2. Ai fini di cui al comma 1, se il genitore o il tutore mancano o non sono reperibili, ovvero si trovano in conflitto di interessi con la persona da sottoporre a prelievo di campioni biologici o ad accertamenti medici, il consenso è prestato da un curatore speciale nominato dal giudice, il quale può presenziare alle operazioni.
3. Si osservano, in quanto applicabili, le disposizioni di cui agli articoli 224-bis e 359-bis del codice.
Art. 72-ter. - (Redazione del verbale delle operazioni). - 1. Nel verbale relativo alle operazioni di prelievo di campioni biologici o all'effettuazione di accertamenti medici è fatta espressa menzione del consenso eventualmente prestato dalla persona sottoposta ad esame.
Art. 72-quater. - (Distruzione dei campioni biologici). - 1.

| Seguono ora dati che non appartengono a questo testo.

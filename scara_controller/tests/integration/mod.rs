mod protocol;
mod safety;
mod sequence;
mod startup;
mod telemetry;

use std::time::Duration;

use scara_common::config::ControllerConfig;
use scara_common::protocol::Reply;
use scara_controller::controller::Controller;
use scara_controller::hal::SimulatedHal;

// ── Helpers ─────────────────────────────────────────────────────────

/// One tick of the bench clock.
pub const DT: Duration = Duration::from_millis(1);

/// Coarse mechanics so that moves finish in a few thousand ticks:
/// 10 steps/mm, 1 ms tick, 1000 steps/s at speed 100.
pub fn bench_config() -> ControllerConfig {
    let mut config = ControllerConfig::default();
    config.mechanics.steps_per_rev = 10;
    config.mechanics.microsteps = 1;
    config.mechanics.mm_per_rev = 1.0;
    config.cycle.cycle_time_us = 1000;
    config.motion.max_speed_steps = 1000.0;
    config.motion.max_accel_steps = 20_000.0;
    config.motion.min_speed_steps = 50.0;
    config.gripper.settle_ms = 5;
    config.status.interval_ms = 100;
    config
}

/// Controller, simulated hardware and everything written to the host.
pub struct Bench {
    pub ctl: Controller,
    pub hal: SimulatedHal,
    pub out: Vec<Reply>,
}

impl Bench {
    pub fn new() -> Self {
        Self::with_config(&bench_config())
    }

    pub fn with_config(config: &ControllerConfig) -> Self {
        Self {
            ctl: Controller::new(config).expect("valid bench config"),
            hal: SimulatedHal::new(),
            out: Vec::new(),
        }
    }

    pub fn tick(&mut self) {
        self.ctl.tick(DT, &mut self.hal, &mut self.out);
    }

    /// Hand received bytes to the controller. Refusals raised on receipt
    /// land in `out`.
    pub fn feed(&mut self, bytes: &[u8]) {
        self.ctl.feed(bytes, &mut self.out);
    }

    /// Feed one line and run the tick that dispatches it. Returns the
    /// non-telemetry lines produced by that tick.
    pub fn send(&mut self, line: &str) -> Vec<String> {
        let start = self.out.len();
        self.feed(format!("{line}\n").as_bytes());
        self.tick();
        self.out[start..]
            .iter()
            .filter(|r| !r.is_status())
            .map(ToString::to_string)
            .collect()
    }

    /// Tick until the controller is idle. Returns the number of ticks.
    pub fn run_until_idle(&mut self, max_ticks: usize) -> usize {
        for n in 0..max_ticks {
            if self.ctl.is_idle() {
                return n;
            }
            self.tick();
        }
        panic!("controller still busy after {max_ticks} ticks");
    }

    /// Every line written so far, telemetry excluded.
    pub fn replies(&self) -> Vec<String> {
        self.out
            .iter()
            .filter(|r| !r.is_status())
            .map(ToString::to_string)
            .collect()
    }

    pub fn status_lines(&self) -> usize {
        self.out.iter().filter(|r| r.is_status()).count()
    }
}
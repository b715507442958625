//! Line → [`Command`] parser.
//!
//! Grammar: `<VERB>:<p1>,<p2>,...` for verbs with parameters, the bare verb
//! for `H`, `T`, `E`, `R` and `?`. Whitespace around each parameter is
//! ignored. Values are validated completely before a command is returned;
//! anything out of range is rejected, never clamped.
//!
//! Relative `Y`/`Z` distances are not bounds-checked here because the
//! resulting target depends on the current position.

use scara_common::config::WorkspaceBounds;
use scara_common::consts::{GRIPPER_MAX_DEG, GRIPPER_MIN_DEG, PERCENT_MAX};
use scara_common::hal::Axis;
use scara_common::protocol::{Command, CommandError, Verb};

use crate::vision::object_id;

/// Stateless parser bound to the configured workspace.
#[derive(Debug, Clone)]
pub struct CommandParser {
    bounds: WorkspaceBounds,
}

impl CommandParser {
    pub fn new(bounds: WorkspaceBounds) -> Self {
        Self { bounds }
    }

    #[inline]
    pub const fn bounds(&self) -> &WorkspaceBounds {
        &self.bounds
    }

    /// Parse one line. The terminator may or may not be present.
    pub fn parse(&self, line: &str) -> Result<Command, CommandError> {
        let raw = line.trim();
        let mut chars = raw.chars();
        let Some(first) = chars.next() else {
            return Err(CommandError::protocol("empty line", raw));
        };
        let Some(verb) = Verb::from_char(first) else {
            return Err(CommandError::protocol("unknown command", raw));
        };
        let rest = chars.as_str();

        let arity = verb.arity();
        if arity == 0 {
            if !rest.is_empty() {
                return Err(CommandError::protocol("command takes no parameters", raw));
            }
            return Ok(match verb {
                Verb::Home => Command::Home,
                Verb::Status => Command::Status,
                Verb::EmergencyStop => Command::EmergencyStop,
                Verb::Reset => Command::Reset,
                _ => Command::Help,
            });
        }

        let Some(body) = rest.strip_prefix(':') else {
            return Err(CommandError::protocol("missing colon after verb", raw));
        };
        let params: Vec<&str> = body.split(',').map(str::trim).collect();
        if params.len() != arity {
            return Err(CommandError::protocol(
                format!("expected {arity} parameters, got {}", params.len()),
                raw,
            ));
        }

        let p = Params { raw, values: &params };
        match verb {
            Verb::MoveTo => {
                let (x, y, z) = (p.float(0)?, p.float(1)?, p.float(2)?);
                let speed = p.percent(3, "speed")?;
                if !self.bounds.contains(x, y, z) {
                    return Err(CommandError::range("target outside workspace", raw));
                }
                Ok(Command::MoveTo { x, y, z, speed })
            }
            Verb::MoveY | Verb::MoveZ => {
                let axis = if verb == Verb::MoveY { Axis::Y } else { Axis::Z };
                Ok(Command::MoveRelative {
                    axis,
                    distance: p.float(0)?,
                })
            }
            Verb::Gripper => {
                let angle = p.float(0)?;
                if !(GRIPPER_MIN_DEG..=GRIPPER_MAX_DEG).contains(&angle) {
                    return Err(CommandError::range("gripper angle outside 0-180", raw));
                }
                Ok(Command::Gripper { angle })
            }
            Verb::SetSpeed => Ok(Command::SetSpeed(p.percent(0, "speed")?)),
            Verb::SetAccel => Ok(Command::SetAccel(p.percent(0, "acceleration")?)),
            Verb::Pick | Verb::Place => {
                let (x, y) = (p.float(0)?, p.float(1)?);
                if !self.bounds.contains_xy(x, y) {
                    return Err(CommandError::range("target outside workspace", raw));
                }
                Ok(if verb == Verb::Pick {
                    Command::Pick { x, y }
                } else {
                    Command::Place { x, y }
                })
            }
            Verb::VisionPick => Ok(Command::VisionPick {
                object: p.object(0)?,
            }),
            Verb::ReportObject => {
                let object = p.object(0)?;
                let (x, y) = (p.float(1)?, p.float(2)?);
                if !self.bounds.contains_xy(x, y) {
                    return Err(CommandError::range("object outside workspace", raw));
                }
                Ok(Command::ReportObject { object, x, y })
            }
            Verb::Home | Verb::Status | Verb::EmergencyStop | Verb::Reset | Verb::Help => {
                Err(CommandError::protocol("command takes no parameters", raw))
            }
        }
    }
}

/// Split parameters with the raw line kept for error replies.
struct Params<'a> {
    raw: &'a str,
    values: &'a [&'a str],
}

impl Params<'_> {
    fn float(&self, i: usize) -> Result<f64, CommandError> {
        match self.values[i].parse::<f64>() {
            Ok(v) if v.is_finite() => Ok(v),
            _ => Err(CommandError::protocol(
                format!("invalid number '{}'", self.values[i]),
                self.raw,
            )),
        }
    }

    fn percent(&self, i: usize, what: &str) -> Result<u8, CommandError> {
        match self.values[i].parse::<i64>() {
            Ok(v) if (0..=i64::from(PERCENT_MAX)).contains(&v) => Ok(v as u8),
            Ok(_) => Err(CommandError::range(format!("{what} outside 0-100"), self.raw)),
            Err(_) => Err(CommandError::protocol(
                format!("{what} must be an integer"),
                self.raw,
            )),
        }
    }

    fn object(&self, i: usize) -> Result<scara_common::protocol::ObjectId, CommandError> {
        object_id(self.values[i]).map_err(|reason| CommandError::protocol(reason, self.raw))
    }
}
//! Simulated motion hardware.
//!
//! Counts steps per axis, remembers the last gripper write and lets tests
//! (or the operator) assert limit sensors and the stop input. With travel
//! limits enabled, a step that leaves the configured range closes the
//! matching limit switch for the next poll, the way a carriage passing its
//! end switch would.

use scara_common::config::WorkspaceBounds;
use scara_common::consts::AXIS_COUNT;
use scara_common::hal::{Axis, Direction, LimitSwitches, MotionHal, SensorSnapshot};
use scara_common::units::UnitConverter;
use tracing::{debug, warn};

/// Software stand-in for the stepper drivers, servo and sensors.
#[derive(Debug, Clone, Default)]
pub struct SimulatedHal {
    steps: [i64; AXIS_COUNT],
    step_count: u64,
    gripper: Option<f64>,
    /// Sensors asserted from outside.
    limits: LimitSwitches,
    estop: bool,
    /// Allowed step range per axis.
    travel: Option<[(i64, i64); AXIS_COUNT]>,
    /// Switches closed by travel overruns, cleared on the next poll.
    overrun: LimitSwitches,
}

impl SimulatedHal {
    pub fn new() -> Self {
        Self::default()
    }

    /// Enable travel-limit trips at the workspace edges.
    pub fn with_travel(mut self, bounds: &WorkspaceBounds, units: &UnitConverter) -> Self {
        let mut travel = [(0, 0); AXIS_COUNT];
        for axis in Axis::ALL {
            let (min, max) = bounds.range(axis);
            travel[axis.index()] = (units.to_steps(min), units.to_steps(max));
        }
        debug!(?travel, "simulated travel limits");
        self.travel = Some(travel);
        self
    }

    /// Step position of `axis`.
    #[inline]
    pub fn position(&self, axis: Axis) -> i64 {
        self.steps[axis.index()]
    }

    /// Steps emitted on all axes since start.
    #[inline]
    pub const fn step_count(&self) -> u64 {
        self.step_count
    }

    /// Last gripper write.
    #[inline]
    pub const fn gripper(&self) -> Option<f64> {
        self.gripper
    }

    /// Assert or release limit sensors.
    pub fn set_limits(&mut self, limits: LimitSwitches) {
        self.limits = limits;
    }

    /// Assert or release the stop input.
    pub fn set_estop(&mut self, asserted: bool) {
        self.estop = asserted;
    }
}

impl MotionHal for SimulatedHal {
    fn name(&self) -> &'static str {
        "simulation"
    }

    fn read_inputs(&mut self) -> SensorSnapshot {
        let limits = self.limits | self.overrun;
        self.overrun = LimitSwitches::empty();
        SensorSnapshot {
            limits,
            estop: self.estop,
        }
    }

    fn step(&mut self, axis: Axis, direction: Direction) {
        let pos = &mut self.steps[axis.index()];
        *pos += direction.sign();
        self.step_count += 1;

        if let Some(travel) = self.travel {
            let (min, max) = travel[axis.index()];
            if *pos < min {
                warn!(%axis, position = *pos, "simulated axis passed its min switch");
                self.overrun |= axis.min_limit();
            } else if *pos > max {
                warn!(%axis, position = *pos, "simulated axis passed its max switch");
                self.overrun |= axis.max_limit();
            }
        }
    }

    fn set_gripper(&mut self, angle_deg: f64) {
        self.gripper = Some(angle_deg);
    }
}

All'esito della perizia su campioni biologici, ai sensi dell'articolo 224-bis del codice, il giudice dispone l'immediata distruzione del campione prelevato, salvo che non ritenga la conservazione assolutamente indispensabile. La distruzione è effettuata a cura del perito il quale ha proceduto alla relativa analisi, che ne redige verbale da allegare agli atti.
2. Dopo la definizione del procedimento con decreto di archiviazione o dopo che è stata pronunciata sentenza non più soggetta ad impugnazione, la cancelleria procede, in ogni caso e senza ritardo, alla distruzione dei campioni biologici prelevati ai sensi degli articoli 224-bis e 359-bis del codice".